Work item: What lines of the data include the string "IpcConnection"? Copy them all.

───

//! IPC Server for handling CLI connections via Unix Domain Sockets.
//!
//! The server listens on a Unix socket and accepts connections from CLI clients,
//! allowing them to send commands and receive responses.

use std::io;
use std::path::{Path, PathBuf};

use meshtether_protocol::{decode_line, encode_line, ProtocolError};
use tokio::io::{AsyncBufReadExt, AsyncWriteExt, BufReader};
use tokio::net::{UnixListener, UnixStream};

use super::messages::{IpcRequest, IpcResponse};

/// A server that listens for IPC connections on a Unix Domain Socket.
///
/// The socket file is removed when the server is dropped.
pub struct IpcServer {
    listener: UnixListener,
    path: PathBuf,
}

impl IpcServer {
    /// Bind the server to the specified socket path.
    ///
    /// This will create the socket file and any necessary parent directories.
    /// If a socket file already exists at the path, it will be removed first.
    ///
    /// # Errors
    ///
    /// Returns an error if:
    /// - The parent directories cannot be created
    /// - The existing socket cannot be removed
    /// - The socket cannot be bound
    pub async fn bind(path: &Path) -> Result<Self, io::Error> {
        if let Some(parent) = path.parent() {
            if !parent.exists() {
                std::fs::create_dir_all(parent)?;
            }
        }

        // Stale socket from a previous run
        if path.exists() {
            std::fs::remove_file(path)?;
        }

        let listener = UnixListener::bind(path)?;
        tracing::debug!("Control socket bound at {:?}", path);

        Ok(Self {
            listener,
            path: path.to_path_buf(),
        })
    }

    /// Path of the bound socket.
    pub fn path(&self) -> &Path {
        &self.path
    }

    /// Accept a new incoming connection.
    pub async fn accept(&self) -> Result<IpcConnection, io::Error> {
        let (stream, _addr) = self.listener.accept().await?;
        Ok(IpcConnection::new(stream))
    }
}

impl Drop for IpcServer {
    fn drop(&mut self) {
        let _ = std::fs::remove_file(&self.path);
    }
}

/// A connection to an IPC client.
///
/// This struct wraps a Unix stream and provides methods for reading
/// requests and sending responses using JSON newline-delimited protocol.
pub struct IpcConnection {
    reader: BufReader<tokio::io::ReadHalf<UnixStream>>,
    writer: tokio::io::WriteHalf<UnixStream>,
}

impl IpcConnection {
    fn new(stream: UnixStream) -> Self {
        let (read_half, write_half) = tokio::io::split(stream);
        Self {
            reader: BufReader::new(read_half),
            writer: write_half,
        }
    }

    /// Read the next request from the client.
    ///
    /// Returns `None` if the client has disconnected.
    pub async fn read_request(&mut self) -> Result<Option<IpcRequest>, IpcError> {
        let mut line = String::new();
        let bytes_read = self.reader.read_line(&mut line).await?;

        if bytes_read == 0 {
            return Ok(None);
        }

        Ok(Some(decode_line(&line)?))
    }

    /// Send a response to the client.
    pub async fn send_response(&mut self, response: &IpcResponse) -> Result<(), IpcError> {
        let line = encode_line(response)?;
        self.writer.write_all(line.as_bytes()).await?;
        self.writer.flush().await?;
        Ok(())
    }
}

/// Errors that can occur during IPC communication.
#[derive(Debug, thiserror::Error)]
pub enum IpcError {
    /// An I/O error occurred.
    #[error("I/O error: {0}")]
    Io(#[from] io::Error),

    /// A message could not be encoded or decoded.
    #[error("protocol error: {0}")]
    Protocol(#[from] ProtocolError),
}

───

Exercise output:
    pub async fn accept(&self) -> Result<IpcConnection, io::Error> {
        Ok(IpcConnection::new(stream))
pub struct IpcConnection {
impl IpcConnection {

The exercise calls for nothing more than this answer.